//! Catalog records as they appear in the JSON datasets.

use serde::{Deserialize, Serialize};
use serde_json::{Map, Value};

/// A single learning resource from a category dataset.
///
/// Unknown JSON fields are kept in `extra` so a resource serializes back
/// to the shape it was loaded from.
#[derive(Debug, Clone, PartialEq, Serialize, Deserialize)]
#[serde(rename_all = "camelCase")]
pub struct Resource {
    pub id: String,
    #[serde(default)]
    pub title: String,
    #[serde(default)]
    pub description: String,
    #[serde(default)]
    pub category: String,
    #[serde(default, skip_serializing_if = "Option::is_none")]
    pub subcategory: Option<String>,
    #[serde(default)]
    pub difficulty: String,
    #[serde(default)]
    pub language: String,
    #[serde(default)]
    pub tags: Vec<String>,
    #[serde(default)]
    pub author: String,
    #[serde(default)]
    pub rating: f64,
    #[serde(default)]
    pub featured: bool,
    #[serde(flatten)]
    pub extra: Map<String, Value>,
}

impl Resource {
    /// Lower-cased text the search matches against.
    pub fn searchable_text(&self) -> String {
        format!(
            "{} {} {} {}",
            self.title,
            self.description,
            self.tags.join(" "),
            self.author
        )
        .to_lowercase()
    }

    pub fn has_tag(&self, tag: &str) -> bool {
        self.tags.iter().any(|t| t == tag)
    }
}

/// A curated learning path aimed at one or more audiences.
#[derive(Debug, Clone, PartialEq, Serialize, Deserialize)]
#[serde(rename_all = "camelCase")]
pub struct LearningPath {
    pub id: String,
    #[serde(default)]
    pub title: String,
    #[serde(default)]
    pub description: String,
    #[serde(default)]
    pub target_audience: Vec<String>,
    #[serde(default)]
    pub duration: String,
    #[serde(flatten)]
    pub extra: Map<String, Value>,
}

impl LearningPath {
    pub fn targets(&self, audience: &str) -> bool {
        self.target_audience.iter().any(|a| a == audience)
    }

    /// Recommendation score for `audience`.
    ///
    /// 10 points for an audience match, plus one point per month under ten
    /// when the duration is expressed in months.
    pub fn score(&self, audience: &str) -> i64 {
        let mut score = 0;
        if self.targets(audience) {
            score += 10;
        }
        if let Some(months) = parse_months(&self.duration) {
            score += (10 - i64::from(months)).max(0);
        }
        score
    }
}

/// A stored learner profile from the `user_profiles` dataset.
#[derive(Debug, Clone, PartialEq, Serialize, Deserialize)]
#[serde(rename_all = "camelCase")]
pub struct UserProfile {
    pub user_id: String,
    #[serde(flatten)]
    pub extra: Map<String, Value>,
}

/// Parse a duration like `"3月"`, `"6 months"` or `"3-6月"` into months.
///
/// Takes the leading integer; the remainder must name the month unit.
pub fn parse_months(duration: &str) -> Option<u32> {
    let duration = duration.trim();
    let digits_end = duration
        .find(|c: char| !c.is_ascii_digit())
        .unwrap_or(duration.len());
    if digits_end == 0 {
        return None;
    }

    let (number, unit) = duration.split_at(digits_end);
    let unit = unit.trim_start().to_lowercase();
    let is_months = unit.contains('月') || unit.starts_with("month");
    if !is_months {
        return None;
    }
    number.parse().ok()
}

* * *

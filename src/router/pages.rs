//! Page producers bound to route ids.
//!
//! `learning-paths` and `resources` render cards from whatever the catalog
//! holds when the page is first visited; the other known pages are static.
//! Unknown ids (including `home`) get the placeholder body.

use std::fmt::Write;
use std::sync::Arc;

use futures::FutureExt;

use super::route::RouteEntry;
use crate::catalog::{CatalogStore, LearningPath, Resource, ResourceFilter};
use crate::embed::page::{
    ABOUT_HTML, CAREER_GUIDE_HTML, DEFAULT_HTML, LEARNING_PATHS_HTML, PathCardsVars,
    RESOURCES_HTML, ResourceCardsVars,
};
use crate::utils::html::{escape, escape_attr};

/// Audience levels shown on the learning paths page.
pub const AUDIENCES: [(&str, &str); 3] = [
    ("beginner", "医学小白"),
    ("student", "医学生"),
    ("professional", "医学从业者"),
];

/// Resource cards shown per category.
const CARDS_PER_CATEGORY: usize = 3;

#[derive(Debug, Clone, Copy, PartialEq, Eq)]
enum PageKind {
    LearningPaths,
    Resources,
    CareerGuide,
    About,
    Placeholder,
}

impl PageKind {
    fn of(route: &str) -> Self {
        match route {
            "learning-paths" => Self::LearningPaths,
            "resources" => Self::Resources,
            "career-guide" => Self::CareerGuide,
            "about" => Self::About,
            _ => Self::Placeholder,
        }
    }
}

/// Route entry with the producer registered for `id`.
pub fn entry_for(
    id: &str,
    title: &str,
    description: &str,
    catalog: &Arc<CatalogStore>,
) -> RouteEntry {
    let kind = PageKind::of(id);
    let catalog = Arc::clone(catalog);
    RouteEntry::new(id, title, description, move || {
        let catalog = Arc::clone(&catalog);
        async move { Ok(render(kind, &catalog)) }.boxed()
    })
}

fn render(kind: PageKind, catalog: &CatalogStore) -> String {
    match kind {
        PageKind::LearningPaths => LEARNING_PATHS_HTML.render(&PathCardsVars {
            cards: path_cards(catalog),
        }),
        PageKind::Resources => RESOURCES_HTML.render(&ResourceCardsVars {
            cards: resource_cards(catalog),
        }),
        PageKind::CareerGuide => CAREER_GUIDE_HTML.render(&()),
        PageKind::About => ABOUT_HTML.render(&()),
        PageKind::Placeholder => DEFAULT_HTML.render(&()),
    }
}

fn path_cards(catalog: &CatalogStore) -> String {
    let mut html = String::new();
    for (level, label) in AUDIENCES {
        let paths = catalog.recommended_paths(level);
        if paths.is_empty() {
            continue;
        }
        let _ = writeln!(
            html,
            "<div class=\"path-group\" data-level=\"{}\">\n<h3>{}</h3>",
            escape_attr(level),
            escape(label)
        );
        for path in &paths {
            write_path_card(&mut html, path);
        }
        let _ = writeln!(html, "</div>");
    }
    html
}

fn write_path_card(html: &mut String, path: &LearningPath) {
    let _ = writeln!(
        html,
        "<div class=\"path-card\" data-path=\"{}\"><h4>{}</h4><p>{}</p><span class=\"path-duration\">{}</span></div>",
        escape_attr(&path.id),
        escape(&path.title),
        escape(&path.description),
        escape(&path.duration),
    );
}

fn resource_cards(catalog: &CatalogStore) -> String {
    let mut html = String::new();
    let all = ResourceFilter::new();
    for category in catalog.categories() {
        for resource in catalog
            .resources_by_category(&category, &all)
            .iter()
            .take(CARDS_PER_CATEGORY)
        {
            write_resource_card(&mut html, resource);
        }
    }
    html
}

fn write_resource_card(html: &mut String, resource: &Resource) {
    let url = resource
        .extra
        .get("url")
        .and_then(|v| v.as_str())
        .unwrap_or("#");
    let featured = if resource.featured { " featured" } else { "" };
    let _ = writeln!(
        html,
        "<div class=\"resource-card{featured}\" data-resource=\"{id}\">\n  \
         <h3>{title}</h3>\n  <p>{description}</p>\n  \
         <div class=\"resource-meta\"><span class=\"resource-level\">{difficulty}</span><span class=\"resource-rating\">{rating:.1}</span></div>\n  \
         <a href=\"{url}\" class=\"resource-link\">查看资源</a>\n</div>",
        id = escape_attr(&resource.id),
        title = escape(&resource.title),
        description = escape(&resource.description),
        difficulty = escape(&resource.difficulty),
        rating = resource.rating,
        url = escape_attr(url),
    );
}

• [Work to be completed]: If the string "title" is in a line of the entries, pick that line out.

• [Result for this task]:
    pub title: String,
            self.title,
    pub title: String,
    title: &str,
    RouteEntry::new(id, title, description, move || {
        escape(&path.title),
         <h3>{title}</h3>\n  <p>{description}</p>\n  \
        title = escape(&resource.title),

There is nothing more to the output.